Patrick is the chief investment officer for Therium’s US operations, heading up the investment team based in New York. Patrick is responsible for deploying capital to the US legal market, including through litigation finance, judgment enforcement, and other forms of risk management solutions. Before joining Therium, Patrick was a litigator at both Hogan Lovells and Proskauer. He received his JD from Tulane University Law School, magna cum laude and Order of the Coif.
What motivated you to move to a third-party funder?
I’ve always struggled with the efficiency of the “billable hour model” at most law firms and saw funding as a catalyst to change the way the legal market works – or, if not, to at least arbitrage the disconnect between clients looking for results-based engagements and firms structured around the billable hour. When the Therium opportunity presented itself, I jumped at it. Plus, it was a chance to reunite with my former colleague and friend, Therium’s US CEO Eric Blinderman, to launch Therium’s footprint in the USA.
What types of cases does your organisation usually look to provide funding for?
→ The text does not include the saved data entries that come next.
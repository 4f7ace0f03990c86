use async_graphql::{Enum, SimpleObject};
use uuid::Uuid;

#[derive(Enum, Copy, Clone, Debug, PartialEq, Eq, Hash)]
pub enum MemberTypeId {
    Basic,
    Business,
}

#[derive(SimpleObject, Clone, Debug, PartialEq)]
pub struct MemberType {
    pub id: MemberTypeId,
    pub discount: f64,
    pub posts_limit_per_month: i32,
}

#[derive(SimpleObject, Clone, Debug, PartialEq)]
#[graphql(complex)]
pub struct User {
    pub id: Uuid,
    pub name: String,
    pub balance: f64,
}

#[derive(SimpleObject, Clone, Debug, PartialEq)]
pub struct Post {
    pub id: Uuid,
    pub title: String,
    pub content: String,
    pub author_id: Uuid,
}

#[derive(SimpleObject, Clone, Debug, PartialEq)]
#[graphql(complex)]
pub struct Profile {
    pub id: Uuid,
    pub is_male: bool,
    pub year_of_birth: i32,
    pub user_id: Uuid,
    pub member_type_id: MemberTypeId,
}

/// One edge of the `subscriber -> author` relation.
#[derive(Clone, Debug, PartialEq, Eq, Hash)]
pub struct Subscription {
    pub subscriber_id: Uuid,
    pub author_id: Uuid,
}

pub static MEMBER_TYPES: &[MemberType] = &[
    MemberType {
        id: MemberTypeId::Basic,
        discount: 2.3,
        posts_limit_per_month: 20,
    },
    MemberType {
        id: MemberTypeId::Business,
        discount: 5.9,
        posts_limit_per_month: 100,
    },
];

pub struct DemoAuthor {
    pub name: &'static str,
    pub born: i32,
    pub member_type: MemberTypeId,
    pub follows: &'static [&'static str],
}

pub struct DemoPost {
    pub title: &'static str,
    pub author: &'static str,
}

pub static DEMO_AUTHORS: &[DemoAuthor] = &[
    DemoAuthor {
        name: "Hermann Hesse",
        born: 1877,
        member_type: MemberTypeId::Business,
        follows: &["Thomas Mann"],
    },
    DemoAuthor {
        name: "Thomas Mann",
        born: 1875,
        member_type: MemberTypeId::Basic,
        follows: &["Hermann Hesse", "Rainer Maria Rilke"],
    },
    DemoAuthor {
        name: "Rainer Maria Rilke",
        born: 1875,
        member_type: MemberTypeId::Basic,
        follows: &[],
    },
];

pub static DEMO_POSTS: &[DemoPost] = &[
    DemoPost {
        title: "Siddhartha",
        author: "Hermann Hesse",
    },
    DemoPost {
        title: "Das Glasperlenspiel",
        author: "Hermann Hesse",
    },
    DemoPost {
        title: "Zauberberg",
        author: "Thomas Mann",
    },
    DemoPost {
        title: "Duineser Elegien",
        author: "Rainer Maria Rilke",
    },
];
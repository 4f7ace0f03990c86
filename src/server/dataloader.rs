use std::any::type_name;
use std::collections::HashMap;
use std::fmt::Debug;
use std::future::poll_fn;
use std::hash::Hash;
use std::mem;
use std::pin::pin;
use std::sync::{Arc, Mutex, MutexGuard, PoisonError};
use std::task::Poll;

use futures_util::future::{BoxFuture, join_all};
use futures_util::stream::{FuturesUnordered, StreamExt};
use thiserror::Error;
use tokio::sync::oneshot;

use crate::store::StoreError;

#[derive(Debug, Clone, Error)]
pub enum LoadError {
    #[error("batch fetch failed: {0}")]
    Fetch(Arc<StoreError>),
    #[error("`{table}` returned {rows} rows for unique key `{key}`")]
    KeyShapeMismatch {
        table: &'static str,
        key: String,
        rows: usize,
    },
    #[error("the batch loading this key was dropped before it finished")]
    Cancelled,
}

impl From<StoreError> for LoadError {
    fn from(error: StoreError) -> Self {
        Self::Fetch(Arc::new(error))
    }
}

pub trait BatchLoader: Send + 'static {
    type K: Hash + Eq + Clone + Debug + Send + Sync + 'static;
    /// `V::default()` is handed to every key the batch did not return.
    type V: Clone + Default + Send + Sync + 'static;

    fn load_batch(
        &self,
        keys: Vec<Self::K>,
    ) -> impl Future<Output = Result<HashMap<Self::K, Self::V>, LoadError>> + Send + 'static;
}

type Reply<V> = oneshot::Sender<Result<V, LoadError>>;

enum Entry<V> {
    Requested(Vec<Reply<V>>),
    Ready(V),
}

enum Lookup<V> {
    Ready(V),
    Waiting(oneshot::Receiver<Result<V, LoadError>>),
}

struct LoaderInner<B: BatchLoader> {
    values: HashMap<B::K, Entry<B::V>>,
    pending_keys: HashMap<B::K, Vec<Reply<B::V>>>,
    load_batch: B,
}

impl<B: BatchLoader> LoaderInner<B> {
    fn lookup(&mut self, key: B::K) -> Lookup<B::V> {
        let (reply, receiver) = oneshot::channel();
        match self.values.get_mut(&key) {
            Some(Entry::Ready(v)) => return Lookup::Ready(v.clone()),
            Some(Entry::Requested(waiting)) => waiting.push(reply),
            None => self
                .pending_keys
                .entry(key)
                .or_insert_with_key(|key| {
                    tracing::trace!(?key, "queued key");
                    vec![]
                })
                .push(reply),
        }
        Lookup::Waiting(receiver)
    }

    fn settle(&mut self, keys: Vec<B::K>, result: Result<HashMap<B::K, B::V>, LoadError>) {
        match result {
            Ok(mut found) => {
                for k in keys {
                    let v = found.remove(&k).unwrap_or_default();
                    if let Some(Entry::Requested(waiting)) =
                        self.values.insert(k, Entry::Ready(v.clone()))
                    {
                        for reply in waiting {
                            // The caller may have stopped waiting.
                            let _ = reply.send(Ok(v.clone()));
                        }
                    }
                }
                if !found.is_empty() {
                    tracing::debug!(
                        loader = type_name::<B>(),
                        extra = found.len(),
                        "batch returned keys nobody asked for"
                    );
                }
            }
            Err(error) => {
                tracing::warn!(
                    loader = type_name::<B>(),
                    keys = keys.len(),
                    %error,
                    "batch failed"
                );
                // Failures are not cached, the next `load` opens a new window.
                for k in keys {
                    if let Some(Entry::Requested(waiting)) = self.values.remove(&k) {
                        for reply in waiting {
                            let _ = reply.send(Err(error.clone()));
                        }
                    }
                }
            }
        }
    }
}

fn lock<T>(mutex: &Mutex<T>) -> MutexGuard<'_, T> {
    mutex.lock().unwrap_or_else(PoisonError::into_inner)
}

/// A batch that has been handed to the store. Dropping it before it finishes
/// releases its keys so they are neither stuck nor cached.
struct InFlight<B: BatchLoader> {
    inner: Arc<Mutex<LoaderInner<B>>>,
    keys: Vec<B::K>,
}

impl<B: BatchLoader> InFlight<B> {
    async fn run(
        mut self,
        fetch: impl Future<Output = Result<HashMap<B::K, B::V>, LoadError>> + Send,
    ) {
        let result = fetch.await;
        let keys = mem::take(&mut self.keys);
        lock(&self.inner).settle(keys, result);
    }
}

impl<B: BatchLoader> Drop for InFlight<B> {
    fn drop(&mut self) {
        if !self.keys.is_empty() {
            let keys = mem::take(&mut self.keys);
            lock(&self.inner).settle(keys, Err(LoadError::Cancelled));
        }
    }
}

/// A request-scoped batching cache in front of one [`BatchLoader`].
///
/// `load` only queues the key. Queued keys are handed to the batch loader
/// together once the surrounding execution stops making progress on its own,
/// see [`wrap`], or when [`DataLoader::flush`] is called.
pub struct DataLoader<B: BatchLoader> {
    inner: Arc<Mutex<LoaderInner<B>>>,
}
impl<B: BatchLoader> Clone for DataLoader<B> {
    fn clone(&self) -> Self {
        Self {
            inner: self.inner.clone(),
        }
    }
}

impl<B: BatchLoader> DataLoader<B> {
    pub fn new(load_batch: B) -> Self {
        let inner = LoaderInner {
            load_batch,
            values: Default::default(),
            pending_keys: Default::default(),
        };
        Self {
            inner: Arc::new(Mutex::new(inner)),
        }
    }

    pub fn load(
        &self,
        key: B::K,
    ) -> impl Future<Output = Result<B::V, LoadError>> + Send + 'static {
        let lookup = lock(&self.inner).lookup(key);
        async move {
            match lookup {
                Lookup::Ready(v) => Ok(v),
                Lookup::Waiting(receiver) => receiver.await.unwrap_or(Err(LoadError::Cancelled)),
            }
        }
    }

    /// Loads every key, answering in the order the keys were given.
    pub fn load_many(
        &self,
        keys: impl IntoIterator<Item = B::K>,
    ) -> impl Future<Output = Result<Vec<B::V>, LoadError>> + Send + 'static {
        let loads: Vec<_> = keys.into_iter().map(|k| self.load(k)).collect();
        async move { join_all(loads).await.into_iter().collect() }
    }

    /// Dispatches the open window right away and waits for it to settle.
    #[cfg(test)]
    pub async fn flush(&self) {
        if let Some(batch) = self.dispatch() {
            batch.await;
        }
    }
}

/// Type-erased access to a loader's open window.
pub trait Dispatch: Send + Sync {
    /// Closes the open window, returning the batch to drive if it had keys.
    fn dispatch(&self) -> Option<BoxFuture<'static, ()>>;
}

impl<B: BatchLoader> Dispatch for DataLoader<B> {
    fn dispatch(&self) -> Option<BoxFuture<'static, ()>> {
        let mut inner = lock(&self.inner);
        if inner.pending_keys.is_empty() {
            return None;
        }

        let mut keys = Vec::with_capacity(inner.pending_keys.len());
        for (k, waiting) in mem::take(&mut inner.pending_keys) {
            keys.push(k.clone());
            inner.values.insert(k, Entry::Requested(waiting));
        }
        tracing::debug!(loader = type_name::<B>(), keys = keys.len(), "dispatching batch");

        let fetch = inner.load_batch.load_batch(keys.clone());
        drop(inner);

        let batch = InFlight {
            inner: self.inner.clone(),
            keys,
        };
        Some(Box::pin(batch.run(fetch)))
    }
}

/// Drives `fut` to completion, dispatching the loaders' windows whenever it
/// stalls.
///
/// A poll of `fut` that returns `Pending` has queued every key reachable
/// without waiting on I/O, so that is where a window closes. Dispatched batches
/// run next to `fut` and next to each other; a window opened while another
/// batch is still loading does not wait for it.
pub async fn wrap<O>(loaders: &[&dyn Dispatch], fut: impl Future<Output = O>) -> O {
    let mut in_flight: FuturesUnordered<BoxFuture<'static, ()>> = FuturesUnordered::new();

    let mut fut = pin!(fut);
    poll_fn(move |cx| {
        // Settled batches wake their waiters, which live inside `fut`.
        while let Poll::Ready(Some(())) = in_flight.poll_next_unpin(cx) {}

        let res = fut.as_mut().poll(cx);
        if res.is_pending() {
            let dispatched = in_flight.len();
            in_flight.extend(loaders.iter().filter_map(|loader| loader.dispatch()));

            if in_flight.len() > dispatched {
                // Wake immediately, to instruct the runtime to call `poll` again.
                cx.waker().wake_by_ref();
            }
        }
        res
    })
    .await
}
Therium has a broad mandate and can fund disputes in most jurisdictions of the world. At its core, we focus on commercial disputes. Beyond general commercial claims, we also fund banking and financial markets cases; securities and shareholder disputes; international commercial arbitration; investment treaty arbitration; antitrust; IP disputes, including patent and trade secret litigation; insolvency; insurance disputes; tax litigation; fraud litigation; shipping/trade disputes; and the enforcement of judgments and awards.
What criteria do you look at when deciding which cases to fund?
We typically focus on five core areas. First, the likelihood of success on the merits – are the claim holders going to win? Second, quantum of damages – how much will they win? Third, collection risk – can the other party pay the judgment or award? Fourth, the time frame of the investment – how long will it take from initial investment to recovery? And finally, we look at the judgment and calibre of the lawyers handling the case.
What kind of capital can you provide for a case?
The most common use of our capital is to fund legal fees or expenses for a single case – whether at a law firm’s full budget, with Therium carrying all of the risk; or sharing that risk with the law firm or client by funding only a portion of the legal fees, or even just the out-of-pocket expenses, with the firm carrying the rest of the risk themselves. We also finance portfolios of cases with capital that can be used to fund those cases or for broader, business-related purposes. We also provide capital to accelerate the monetisation of a legal asset – whether at the beginning of a case, after a judgment or appeal, or during enforcement.
How do you usually structure the deals on cases you agree to provide third-party funding for?
Every deal is different, but our funding is typically structured as a non-recourse investment into a particular case, with the claim holder having no obligation to return the funding if the case is lost. The funding is usually delivered in tranches, with the client paying a return only on the incepted tranches of funding. Though funding terms are case-specific and dependent on the risk we are taking, the cost of a typical single-case funding is the return of capital, plus a preferred return equal to the greater of some multiple of the amount of tranches incepted or an agreed-upon percentage of the total recovery.
What types of cases and parties are you seeing currently attracting third-party funding?
Traditionally, the recipients of our funding are usually smaller companies that have found themselves wronged in some way by a much larger company and who do not have the ability or resources to bring the claim forward – perhaps because they have been crippled financially, forced into dire straits, or have had necessary payments withheld. Our funding levels that playing field for these claim holders against better-resourced adversaries. Increasingly, though, the companies that are coming to us have the balance sheet to fund the dispute but are instead looking to free up cash to be used for core aspects of their businesses, separate and apart from the litigation or arbitration.
The law firms we work with range from small litigation boutiques who are very comfortable taking risk, but need more regular cash flow, all the way to big international law firms that are not set up to take risk and are looking simply to be paid by the billable hour.
Do you expect the types of cases and/or parties attracting third-party funding to vary as a consequence of the coronavirus pandemic?
The types of cases haven’t really changed all that much, although we have seen an uptick in insolvency, insurance and intellectual property claims. What has changed is the number of firms and parties that are inquiring about funding – more and more companies are faced with uncertain balance sheets and revenues, and are increasingly turning to us to help them unlock the value of their litigation assets or otherwise preserve cash on hand. And we are seeing more opportunities with firms that are traditionally focused on defence-side work that are exploring ways to develop their plaintiff-side practices as a way to generate more revenue.
What tips would you give to a lawyer or client looking to bring a claim to a funder for consideration?
Be honest about your claim – cases are rarely the “best case I’ve ever seen” and are going to have drawbacks or unhelpful facts. Don’t hide those when presenting the claim but rather deal with them upfront, so that we don’t uncover them later during our diligence.